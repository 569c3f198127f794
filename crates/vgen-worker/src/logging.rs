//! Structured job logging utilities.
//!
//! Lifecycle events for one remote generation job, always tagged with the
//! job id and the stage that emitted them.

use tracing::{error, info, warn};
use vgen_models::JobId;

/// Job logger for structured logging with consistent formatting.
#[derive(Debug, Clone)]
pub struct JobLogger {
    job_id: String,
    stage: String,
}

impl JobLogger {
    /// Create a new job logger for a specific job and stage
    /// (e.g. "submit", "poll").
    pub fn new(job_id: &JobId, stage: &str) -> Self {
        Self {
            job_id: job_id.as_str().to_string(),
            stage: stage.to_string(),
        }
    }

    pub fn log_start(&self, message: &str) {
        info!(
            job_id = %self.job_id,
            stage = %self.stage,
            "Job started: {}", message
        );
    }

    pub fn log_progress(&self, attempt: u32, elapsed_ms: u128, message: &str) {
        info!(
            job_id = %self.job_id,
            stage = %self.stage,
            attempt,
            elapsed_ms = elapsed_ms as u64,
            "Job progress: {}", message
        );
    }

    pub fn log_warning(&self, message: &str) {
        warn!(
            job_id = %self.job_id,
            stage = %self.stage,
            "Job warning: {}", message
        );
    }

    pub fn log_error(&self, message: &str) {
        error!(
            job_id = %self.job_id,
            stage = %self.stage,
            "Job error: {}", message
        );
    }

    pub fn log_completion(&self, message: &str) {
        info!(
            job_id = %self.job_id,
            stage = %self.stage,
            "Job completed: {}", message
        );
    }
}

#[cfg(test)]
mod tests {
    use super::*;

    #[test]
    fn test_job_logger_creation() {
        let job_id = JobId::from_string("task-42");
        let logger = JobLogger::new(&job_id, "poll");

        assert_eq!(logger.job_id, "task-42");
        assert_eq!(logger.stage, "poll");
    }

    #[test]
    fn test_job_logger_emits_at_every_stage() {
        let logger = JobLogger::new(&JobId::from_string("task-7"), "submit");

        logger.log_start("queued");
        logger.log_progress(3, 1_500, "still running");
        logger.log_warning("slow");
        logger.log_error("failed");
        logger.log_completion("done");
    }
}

» Requirement: Output all of the material, please, exactly as it stands.

» Result:
repository 569c3f198127f794
filename crates/vgen-worker/src/logging.rs
//! Structured job logging utilities.
//!
//! Lifecycle events for one remote generation job, always tagged with the
//! job id and the stage that emitted them.

use tracing::{error, info, warn};
use vgen_models::JobId;

/// Job logger for structured logging with consistent formatting.
#[derive(Debug, Clone)]
pub struct JobLogger {
    job_id: String,
    stage: String,
}

impl JobLogger {
    /// Create a new job logger for a specific job and stage
    /// (e.g. "submit", "poll").
    pub fn new(job_id: &JobId, stage: &str) -> Self {
        Self {
            job_id: job_id.as_str().to_string(),
            stage: stage.to_string(),
        }
    }

    pub fn log_start(&self, message: &str) {
        info!(
            job_id = %self.job_id,
            stage = %self.stage,
            "Job started: {}", message
        );
    }

    pub fn log_progress(&self, attempt: u32, elapsed_ms: u128, message: &str) {
        info!(
            job_id = %self.job_id,
            stage = %self.stage,
            attempt,
            elapsed_ms = elapsed_ms as u64,
            "Job progress: {}", message
        );
    }

    pub fn log_warning(&self, message: &str) {
        warn!(
            job_id = %self.job_id,
            stage = %self.stage,
            "Job warning: {}", message
        );
    }

    pub fn log_error(&self, message: &str) {
        error!(
            job_id = %self.job_id,
            stage = %self.stage,
            "Job error: {}", message
        );
    }

    pub fn log_completion(&self, message: &str) {
        info!(
            job_id = %self.job_id,
            stage = %self.stage,
            "Job completed: {}", message
        );
    }
}

#[cfg(test)]
mod tests {
    use super::*;

    #[test]
    fn test_job_logger_creation() {
        let job_id = JobId::from_string("task-42");
        let logger = JobLogger::new(&job_id, "poll");

        assert_eq!(logger.job_id, "task-42");
        assert_eq!(logger.stage, "poll");
    }

    #[test]
    fn test_job_logger_emits_at_every_stage() {
        let logger = JobLogger::new(&JobId::from_string("task-7"), "submit");

        logger.log_start("queued");
        logger.log_progress(3, 1_500, "still running");
        logger.log_warning("slow");
        logger.log_error("failed");
        logger.log_completion("done");
    }
}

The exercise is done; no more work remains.